▶ [INPUT DATA]:
use std::collections::BTreeSet;

use chrono::{Datelike, Days, Months, NaiveDate};
use serde::{Deserialize, Serialize};

macro_rules! id_newtype {
    ($name:ident) => {
        #[derive(Debug, Clone, PartialEq, Eq, PartialOrd, Ord, Hash, Serialize, Deserialize)]
        #[serde(transparent)]
        pub struct $name(pub String);

        impl $name {
            pub fn new(value: impl Into<String>) -> Self {
                Self(value.into())
            }

            pub fn as_str(&self) -> &str {
                &self.0
            }
        }

        impl std::fmt::Display for $name {
            fn fmt(&self, f: &mut std::fmt::Formatter<'_>) -> std::fmt::Result {
                f.write_str(&self.0)
            }
        }
    };
}

id_newtype!(ReleaseId);
id_newtype!(MovieId);

#[derive(Debug, Clone, Copy, PartialEq, Eq, PartialOrd, Ord, Hash, Serialize, Deserialize)]
#[serde(transparent)]
pub struct UserId(pub i64);

#[derive(Debug, Clone, Copy, PartialEq, Eq, Hash, Serialize, Deserialize)]
#[serde(rename_all = "snake_case")]
pub enum ReleaseType {
    Theatrical,
    Ott,
}

/// One title's appearance on a specific date through one distribution channel.
#[derive(Debug, Clone, PartialEq, Serialize, Deserialize)]
pub struct MovieRelease {
    pub id: ReleaseId,
    pub movie_id: MovieId,
    pub title: String,
    pub release_date: NaiveDate,
    pub release_type: ReleaseType,
    #[serde(default)]
    pub languages: BTreeSet<String>,
    #[serde(default)]
    pub genres: BTreeSet<String>,
    #[serde(default)]
    pub countries: BTreeSet<String>,
    #[serde(default, skip_serializing_if = "Option::is_none")]
    pub platform_name: Option<String>,
    #[serde(default, skip_serializing_if = "Option::is_none")]
    pub poster_url: Option<String>,
    #[serde(default, skip_serializing_if = "Option::is_none")]
    pub score: Option<f32>,
}

#[derive(Debug, Clone, Copy, PartialEq, Eq, Hash, Default, Serialize, Deserialize)]
#[serde(rename_all = "snake_case")]
pub enum ReleaseTypeFilter {
    #[default]
    All,
    Theatrical,
    Ott,
}

impl ReleaseTypeFilter {
    pub fn accepts(self, release_type: ReleaseType) -> bool {
        match self {
            Self::All => true,
            Self::Theatrical => release_type == ReleaseType::Theatrical,
            Self::Ott => release_type == ReleaseType::Ott,
        }
    }
}

impl From<ReleaseType> for ReleaseTypeFilter {
    fn from(value: ReleaseType) -> Self {
        match value {
            ReleaseType::Theatrical => Self::Theatrical,
            ReleaseType::Ott => Self::Ott,
        }
    }
}

#[derive(Debug, Clone, Copy, PartialEq, Eq, Hash, Serialize, Deserialize)]
#[serde(rename_all = "snake_case")]
pub enum TagDimension {
    Language,
    Genre,
    Country,
}

/// Filter selection. An empty tag set places no restriction on its dimension.
#[derive(Debug, Clone, PartialEq, Eq, Default, Serialize, Deserialize)]
pub struct FilterOptions {
    #[serde(default)]
    pub release_type: ReleaseTypeFilter,
    #[serde(default)]
    pub languages: BTreeSet<String>,
    #[serde(default)]
    pub genres: BTreeSet<String>,
    #[serde(default)]
    pub countries: BTreeSet<String>,
}

impl FilterOptions {
    pub fn is_unrestricted(&self) -> bool {
        !self.has_active_filters()
    }

    pub fn has_active_filters(&self) -> bool {
        self.release_type != ReleaseTypeFilter::All
            || !self.languages.is_empty()
            || !self.genres.is_empty()
            || !self.countries.is_empty()
    }

    /// Badge count shown next to the filter panel header.
    pub fn active_filter_count(&self) -> usize {
        let type_count = usize::from(self.release_type != ReleaseTypeFilter::All);
        self.languages.len() + self.genres.len() + self.countries.len() + type_count
    }

    pub fn tags(&self, dimension: TagDimension) -> &BTreeSet<String> {
        match dimension {
            TagDimension::Language => &self.languages,
            TagDimension::Genre => &self.genres,
            TagDimension::Country => &self.countries,
        }
    }

    fn tags_mut(&mut self, dimension: TagDimension) -> &mut BTreeSet<String> {
        match dimension {
            TagDimension::Language => &mut self.languages,
            TagDimension::Genre => &mut self.genres,
            TagDimension::Country => &mut self.countries,
        }
    }

    /// Adds `value` to the dimension if absent, removes it otherwise.
    /// Returns whether the value is selected afterwards.
    pub fn toggle_tag(&mut self, dimension: TagDimension, value: impl Into<String>) -> bool {
        let value = value.into();
        let tags = self.tags_mut(dimension);
        if tags.remove(&value) {
            false
        } else {
            tags.insert(value);
            true
        }
    }
}

impl MovieRelease {
    pub fn tags(&self, dimension: TagDimension) -> &BTreeSet<String> {
        match dimension {
            TagDimension::Language => &self.languages,
            TagDimension::Genre => &self.genres,
            TagDimension::Country => &self.countries,
        }
    }
}

pub fn is_leap_year(year: i32) -> bool {
    (year % 4 == 0 && year % 100 != 0) || year % 400 == 0
}

/// Number of days in `month` (1-12) of `year`, or `None` for an out-of-range month.
pub fn days_in_month(year: i32, month: u32) -> Option<u32> {
    match month {
        1 | 3 | 5 | 7 | 8 | 10 | 12 => Some(31),
        4 | 6 | 9 | 11 => Some(30),
        2 if is_leap_year(year) => Some(29),
        2 => Some(28),
        _ => None,
    }
}

/// A calendar month, stored as its first day.
#[derive(Debug, Clone, Copy, PartialEq, Eq, PartialOrd, Ord, Hash, Serialize, Deserialize)]
#[serde(try_from = "YearMonthRepr", into = "YearMonthRepr")]
pub struct YearMonth(NaiveDate);

#[derive(Serialize, Deserialize)]
struct YearMonthRepr {
    year: i32,
    month: u32,
}

impl YearMonth {
    /// Returns `None` when `month` is outside 1-12 or the year is not representable.
    pub fn new(year: i32, month: u32) -> Option<Self> {
        NaiveDate::from_ymd_opt(year, month, 1).map(Self)
    }

    pub fn of(date: NaiveDate) -> Self {
        Self(date - Days::new(u64::from(date.day0())))
    }

    pub fn year(self) -> i32 {
        self.0.year()
    }

    pub fn month(self) -> u32 {
        self.0.month()
    }

    pub fn days(self) -> u32 {
        days_in_month(self.year(), self.month()).unwrap_or(31)
    }

    pub fn first_day(self) -> NaiveDate {
        self.0
    }

    pub fn last_day(self) -> NaiveDate {
        self.0
            .checked_add_days(Days::new(u64::from(self.days() - 1)))
            .unwrap_or(self.0)
    }

    pub fn contains(self, date: NaiveDate) -> bool {
        date.year() == self.year() && date.month() == self.month()
    }

    /// Saturates at the earliest representable month.
    pub fn previous(self) -> Self {
        self.0
            .checked_sub_months(Months::new(1))
            .map_or(self, Self)
    }

    /// Saturates at the latest representable month.
    pub fn next(self) -> Self {
        self.0
            .checked_add_months(Months::new(1))
            .map_or(self, Self)
    }
}

impl std::fmt::Display for YearMonth {
    fn fmt(&self, f: &mut std::fmt::Formatter<'_>) -> std::fmt::Result {
        write!(f, "{:04}-{:02}", self.year(), self.month())
    }
}

impl TryFrom<YearMonthRepr> for YearMonth {
    type Error = String;

    fn try_from(value: YearMonthRepr) -> Result<Self, Self::Error> {
        Self::new(value.year, value.month)
            .ok_or_else(|| format!("invalid month {}-{}", value.year, value.month))
    }
}

impl From<YearMonth> for YearMonthRepr {
    fn from(value: YearMonth) -> Self {
        Self {
            year: value.year(),
            month: value.month(),
        }
    }
}

#[cfg(test)]
mod tests {
    use super::*;

    fn date(year: i32, month: u32, day: u32) -> NaiveDate {
        NaiveDate::from_ymd_opt(year, month, day).expect("valid date")
    }

    #[test]
    fn leap_years_follow_gregorian_rules() {
        assert!(is_leap_year(2024));
        assert!(is_leap_year(2000));
        assert!(!is_leap_year(1900));
        assert!(!is_leap_year(2023));
        assert_eq!(days_in_month(2024, 2), Some(29));
        assert_eq!(days_in_month(2023, 2), Some(28));
        assert_eq!(days_in_month(2023, 13), None);
        assert_eq!(days_in_month(2023, 0), None);
    }

    #[test]
    fn year_month_navigation_wraps_years() {
        let january = YearMonth::new(2024, 1).expect("month");
        assert_eq!(january.previous(), YearMonth::new(2023, 12).expect("month"));
        let december = YearMonth::new(2023, 12).expect("month");
        assert_eq!(december.next(), january);
    }

    #[test]
    fn year_month_bounds() {
        let february = YearMonth::of(date(2024, 2, 17));
        assert_eq!(february.first_day(), date(2024, 2, 1));
        assert_eq!(february.last_day(), date(2024, 2, 29));
        assert!(february.contains(date(2024, 2, 29)));
        assert!(!february.contains(date(2024, 3, 1)));
        assert!(!february.contains(date(2023, 2, 1)));
    }

    #[test]
    fn year_month_rejects_invalid_month_on_deserialize() {
        let parsed: YearMonth =
            serde_json::from_str(r#"{"year":2024,"month":2}"#).expect("valid month");
        assert_eq!(parsed.to_string(), "2024-02");
        assert!(serde_json::from_str::<YearMonth>(r#"{"year":2024,"month":13}"#).is_err());
    }

    #[test]
    fn toggling_a_tag_twice_restores_the_selection() {
        let mut filters = FilterOptions::default();
        assert!(filters.toggle_tag(TagDimension::Genre, "Drama"));
        assert_eq!(filters.active_filter_count(), 1);
        assert!(!filters.toggle_tag(TagDimension::Genre, "Drama"));
        assert!(filters.is_unrestricted());
    }

    #[test]
    fn active_filter_count_includes_release_type() {
        let mut filters = FilterOptions {
            release_type: ReleaseTypeFilter::Ott,
            ..FilterOptions::default()
        };
        filters.toggle_tag(TagDimension::Language, "Hindi");
        filters.toggle_tag(TagDimension::Country, "India");
        assert!(filters.has_active_filters());
        assert_eq!(filters.active_filter_count(), 3);
    }

    #[test]
    fn release_deserializes_with_missing_tag_sets() {
        let release: MovieRelease = serde_json::from_str(
            r#"{"id":"r1","movie_id":"m1","title":"Dune","release_date":"2024-05-01","release_type":"theatrical"}"#,
        )
        .expect("release");
        assert_eq!(release.release_type, ReleaseType::Theatrical);
        assert!(release.languages.is_empty());
        assert_eq!(release.platform_name, None);
    }
}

▶ [WHAT TO PRODUCE]: Would you output, from the records above, exactly the run of lines that starts at the line containing "removes it otherwise." and ends at the line containing "4 | 6 | 9 | 11", and only that run?

▶ [RESULT FOR THIS TASK]:
    /// Adds `value` to the dimension if absent, removes it otherwise.
    /// Returns whether the value is selected afterwards.
    pub fn toggle_tag(&mut self, dimension: TagDimension, value: impl Into<String>) -> bool {
        let value = value.into();
        let tags = self.tags_mut(dimension);
        if tags.remove(&value) {
            false
        } else {
            tags.insert(value);
            true
        }
    }
}

impl MovieRelease {
    pub fn tags(&self, dimension: TagDimension) -> &BTreeSet<String> {
        match dimension {
            TagDimension::Language => &self.languages,
            TagDimension::Genre => &self.genres,
            TagDimension::Country => &self.countries,
        }
    }
}

pub fn is_leap_year(year: i32) -> bool {
    (year % 4 == 0 && year % 100 != 0) || year % 400 == 0
}

/// Number of days in `month` (1-12) of `year`, or `None` for an out-of-range month.
pub fn days_in_month(year: i32, month: u32) -> Option<u32> {
    match month {
        1 | 3 | 5 | 7 | 8 | 10 | 12 => Some(31),
        4 | 6 | 9 | 11 => Some(30),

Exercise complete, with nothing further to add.